Beyond the clouds
Jun 12, 2009
Bishop Hill in Climate

One of the most hilarious mantras that climate modellers intone in their media appearances is that the models must be right "because they've got physics in". The fact that huge swathes of the physics are parameterised - in other words they are not modelled at all, but are summarised down to a single number that the scientists hope will do the job - is quietly overlooked. Or at least, it's quietly overlooked by the climate modellers. Sceptics, of course, have been yelling about the deficiencies of this approach for years, to complete media indifference.

One of the most egregious parameterisations in the climate models is that of clouds, which are one of the most important feedbacks to the climate system. There has now been an attempt to rectify this failing - Steve McIntyre has picked up a remarkable report from a few years back that raises some interesting questions.

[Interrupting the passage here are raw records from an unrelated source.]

use serde::{Deserialize, Serialize};

/// What to do with user store members named like a built-in (`$patch`, ...).
#[derive(Clone, Copy, Debug, Default, PartialEq, Eq, Serialize, Deserialize)]
#[serde(rename_all = "snake_case")]
pub enum ReservedFieldPolicy {
    /// Drop the user member and log a warning; the built-in wins.
    #[default]
    Shadow,
    /// Fail the build with `StoreError::ReservedField`.
    Reject,
}

/// Registry settings.
///
/// Every field has a default, so a host can deserialize a partial config:
///
/// ```
/// use larder::{RegistryConfig, ReservedFieldPolicy};
///
/// let config: RegistryConfig =
///     serde_json::from_str(r#"{ "label": "app", "reserved_fields": "reject" }"#).unwrap();
/// assert_eq!(config.label, "app");
/// assert_eq!(config.reserved_fields, ReservedFieldPolicy::Reject);
/// assert!(config.warn_on_inert_writes);
/// ```
#[derive(Clone, Debug, PartialEq, Eq, Serialize, Deserialize)]
#[serde(default)]
pub struct RegistryConfig {
    /// Name attached to the registry's log events.
    pub label: String,
    pub reserved_fields: ReservedFieldPolicy,
    /// Log a warning when a disposed store is written to or acted on.
    pub warn_on_inert_writes: bool,
}

impl Default for RegistryConfig {
    fn default() -> Self {
        Self {
            label: "default".to_string(),
            reserved_fields: ReservedFieldPolicy::default(),
            warn_on_inert_writes: true,
        }
    }
}

impl RegistryConfig {
    pub fn with_label(mut self, label: impl Into<String>) -> Self {
        self.label = label.into();
        self
    }

    pub fn with_reserved_fields(mut self, policy: ReservedFieldPolicy) -> Self {
        self.reserved_fields = policy;
        self
    }

    pub fn with_warn_on_inert_writes(mut self, warn: bool) -> Self {
        self.warn_on_inert_writes = warn;
        self
    }
}
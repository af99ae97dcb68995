use crate::runtime::ReactiveRuntime;
use std::sync::Arc;

/// A side effect that runs when its dependencies change.
///
/// Effects automatically track signal reads and re-run when those signals change.
/// The effect runs immediately on creation to establish initial dependencies.
///
/// An effect created while a [`Scope`](crate::Scope) runs is owned by that
/// scope and lives until the scope stops. Otherwise it lives as long as the
/// returned handle.
///
/// # Examples
///
/// ```
/// use larder::{Effect, Signal};
/// use std::sync::{Arc, atomic::{AtomicI32, Ordering}};
///
/// let signal = Signal::new(5);
/// let last_value = Arc::new(AtomicI32::new(0));
/// let last_value_clone = last_value.clone();
///
/// let _effect = Effect::new({
///     let signal = signal.clone();
///     move || {
///         let val = signal.get();
///         last_value_clone.store(val, Ordering::SeqCst);
///     }
/// });
///
/// assert_eq!(last_value.load(Ordering::SeqCst), 5);
///
/// signal.set(10);
/// assert_eq!(last_value.load(Ordering::SeqCst), 10);
/// ```
pub struct Effect {
    id: usize,
    scoped: bool,
}

impl Effect {
    /// Create a new effect that runs when dependencies change.
    pub fn new<F>(effect: F) -> Self
    where
        F: Fn() + Send + Sync + 'static,
    {
        let runtime = ReactiveRuntime::global();
        let id = runtime.next_id();
        let effect = Arc::new(effect);
        let effect_clone = Arc::clone(&effect);

        // Register the effect with the runtime
        let scoped = runtime.create_observer(id, move || {
            effect_clone();
        });

        // Run immediately within the observer context to track dependencies
        runtime.with_observer(id, || {
            effect();
        });

        Self { id, scoped }
    }

    /// Stop the effect regardless of scope ownership.
    pub fn stop(&self) {
        ReactiveRuntime::global().remove_observer(self.id);
    }
}

impl Drop for Effect {
    fn drop(&mut self) {
        if !self.scoped {
            ReactiveRuntime::global().remove_observer(self.id);
        }
    }
}

/// Create a new effect that runs when dependencies change.
///
/// The effect runs immediately and then again whenever any signal
/// it reads changes.
///
/// # Example
///
/// ```
/// use larder::{create_effect, Signal};
///
/// let count = Signal::new(0);
///
/// let _effect = create_effect({
///     let count = count.clone();
///     move || println!("Count is: {}", count.get())
/// });
/// ```
pub fn create_effect<F>(effect: F) -> Effect
where
    F: Fn() + Send + Sync + 'static,
{
    Effect::new(effect)
}

#[cfg(test)]
mod tests {
    use super::*;
    use crate::signal::Signal;
    use std::sync::atomic::{AtomicUsize, Ordering};

    #[test]
    fn effect_runs_immediately() {
        let counter = Arc::new(AtomicUsize::new(0));
        let counter_clone = counter.clone();

        let _effect = create_effect(move || {
            counter_clone.fetch_add(1, Ordering::SeqCst);
        });

        assert_eq!(counter.load(Ordering::SeqCst), 1);
    }

    #[test]
    fn dropped_unscoped_effect_stops() {
        let signal = Signal::new(0);
        let counter = Arc::new(AtomicUsize::new(0));

        let effect = create_effect({
            let signal = signal.clone();
            let counter = counter.clone();
            move || {
                let _ = signal.get();
                counter.fetch_add(1, Ordering::SeqCst);
            }
        });

        signal.set(1);
        assert_eq!(counter.load(Ordering::SeqCst), 2);

        drop(effect);
        signal.set(2);
        assert_eq!(counter.load(Ordering::SeqCst), 2);
    }
}
//! Signals, memos and effects over the shared dependency graph.
//!
//! Store state fields are `Signal<Value>`s and getters are `Memo<Value>`s;
//! effects created while a store is built belong to that store's scope.

mod effect;
mod memo;
mod signal;

pub use effect::{create_effect, Effect};
pub use memo::{create_memo, Memo};
pub use signal::Signal;
use serde_json::Value;
use std::fmt;
use std::sync::Arc;

use super::store::{Field, Store};
use crate::error::Result;
use crate::registry::{self, Registry};
use crate::signal::{Memo, Signal};

pub type StateFactory = Arc<dyn Fn() -> Value + Send + Sync>;
pub type GetterFn = Arc<dyn Fn(&Store) -> Value + Send + Sync>;
pub type ActionFn = Arc<dyn Fn(&Store, Value) -> Result<Value> + Send + Sync>;
pub type SetupFn = Arc<dyn Fn(&Registry) -> Result<SetupFields> + Send + Sync>;

/// Options-style store description: state factory, getters and actions.
///
/// ```
/// use larder::{define_store, Registry, StoreOptions};
/// use serde_json::{json, Value};
///
/// let use_counter = define_store(
///     StoreOptions::new("counter")
///         .state(|| json!({ "count": 0 }))
///         .getter("double", |store| json!(store.get_as::<i64>("count").unwrap_or(0) * 2))
///         .action("inc", |store, _| {
///             store.state().update_as::<i64>("count", |n| *n += 1)?;
///             Ok(Value::Null)
///         }),
/// );
///
/// let registry = Registry::new();
/// let counter = use_counter.use_store_in(&registry).unwrap();
/// counter.call("inc", Value::Null).unwrap();
/// assert_eq!(counter.get("double"), Some(json!(2)));
/// ```
#[derive(Clone)]
pub struct StoreOptions {
    id: String,
    state: Option<StateFactory>,
    getters: Vec<(String, GetterFn)>,
    actions: Vec<(String, ActionFn)>,
}

impl StoreOptions {
    pub fn new(id: impl Into<String>) -> Self {
        Self {
            id: id.into(),
            state: None,
            getters: Vec::new(),
            actions: Vec::new(),
        }
    }

    /// Factory producing the initial state object. Without one the store
    /// starts with an empty object.
    pub fn state<F>(mut self, factory: F) -> Self
    where
        F: Fn() -> Value + Send + Sync + 'static,
    {
        self.state = Some(Arc::new(factory));
        self
    }

    /// A getter, memoized over whatever it reads from the store.
    pub fn getter<F>(mut self, name: impl Into<String>, getter: F) -> Self
    where
        F: Fn(&Store) -> Value + Send + Sync + 'static,
    {
        self.getters.push((name.into(), Arc::new(getter)));
        self
    }

    pub fn action<F>(mut self, name: impl Into<String>, action: F) -> Self
    where
        F: Fn(&Store, Value) -> Result<Value> + Send + Sync + 'static,
    {
        self.actions.push((name.into(), Arc::new(action)));
        self
    }
}

/// Members returned by a setup function.
#[derive(Default)]
pub struct SetupFields {
    pub(crate) fields: Vec<(String, Field)>,
}

impl SetupFields {
    pub fn new() -> Self {
        Self::default()
    }

    /// A state field. It becomes part of the store's state slice.
    pub fn state(mut self, name: impl Into<String>, signal: Signal<Value>) -> Self {
        self.fields.push((name.into(), Field::State(signal)));
        self
    }

    pub fn getter(mut self, name: impl Into<String>, memo: Memo<Value>) -> Self {
        self.fields.push((name.into(), Field::Getter(memo)));
        self
    }

    pub fn action<F>(mut self, name: impl Into<String>, action: F) -> Self
    where
        F: Fn(&Store, Value) -> Result<Value> + Send + Sync + 'static,
    {
        self.fields.push((name.into(), Field::Action(Arc::new(action))));
        self
    }

    /// A plain, non-reactive value.
    pub fn constant(mut self, name: impl Into<String>, value: Value) -> Self {
        self.fields.push((name.into(), Field::Constant(value)));
        self
    }
}

#[derive(Clone)]
pub(crate) enum DefinitionKind {
    Options {
        state: Option<StateFactory>,
        getters: Vec<(String, GetterFn)>,
        actions: Vec<(String, ActionFn)>,
    },
    Setup(SetupFn),
}

/// An immutable store description: an id plus options or a setup function.
#[derive(Clone)]
pub struct StoreDefinition {
    id: String,
    pub(crate) kind: DefinitionKind,
}

impl StoreDefinition {
    /// Describe a store through a setup function. The setup runs once per
    /// registry, inside the store's scope, and returns the store's members.
    pub fn setup<F>(id: impl Into<String>, setup: F) -> Self
    where
        F: Fn(&Registry) -> Result<SetupFields> + Send + Sync + 'static,
    {
        Self {
            id: id.into(),
            kind: DefinitionKind::Setup(Arc::new(setup)),
        }
    }

    pub fn id(&self) -> &str {
        &self.id
    }
}

impl From<StoreOptions> for StoreDefinition {
    fn from(options: StoreOptions) -> Self {
        Self {
            id: options.id,
            kind: DefinitionKind::Options {
                state: options.state,
                getters: options.getters,
                actions: options.actions,
            },
        }
    }
}

impl fmt::Debug for StoreDefinition {
    fn fmt(&self, f: &mut fmt::Formatter<'_>) -> fmt::Result {
        let style = match self.kind {
            DefinitionKind::Options { .. } => "options",
            DefinitionKind::Setup(_) => "setup",
        };
        f.debug_struct("StoreDefinition")
            .field("id", &self.id)
            .field("style", &style)
            .finish()
    }
}

/// Handle returned by [`define_store`]; resolves the singleton instance.
#[derive(Clone, Debug)]
pub struct UseStore {
    definition: Arc<StoreDefinition>,
}

impl UseStore {
    pub fn id(&self) -> &str {
        self.definition.id()
    }

    /// Resolve the registry from the current component (making it the active
    /// registry) or fall back to the active registry, then return the store,
    /// building it on first use.
    pub fn use_store(&self) -> Result<Store> {
        let registry = registry::resolve()?;
        self.use_store_in(&registry)
    }

    /// Return the store from an explicit registry, building it on first use.
    pub fn use_store_in(&self, registry: &Registry) -> Result<Store> {
        registry.get_or_build(&self.definition)
    }
}

/// Define a store. The returned handle yields the same instance for every
/// call against the same registry.
pub fn define_store(definition: impl Into<StoreDefinition>) -> UseStore {
    UseStore {
        definition: Arc::new(definition.into()),
    }
}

A team of climate modellers decided to take their model that one step further and intead of parameterising their clouds, they built a simple cloud model into each gridcell column (imagine vertical atmospheric columns rising up from each point on the earth's surface). The result was that the Earth turned out to be much less sensitive to carbon dioxide than previously advertised. The clouds essentially stopped some of the heat reaching the Earth in the first place.

Crisis over then? Perhaps. We'll have to see.

In the meantime we can wonder why these results, which were available to the IPCC during its Fourth Assessment of the world's climate, barely warranted a mention in the report. As someone once said, "Hey, it's climate science".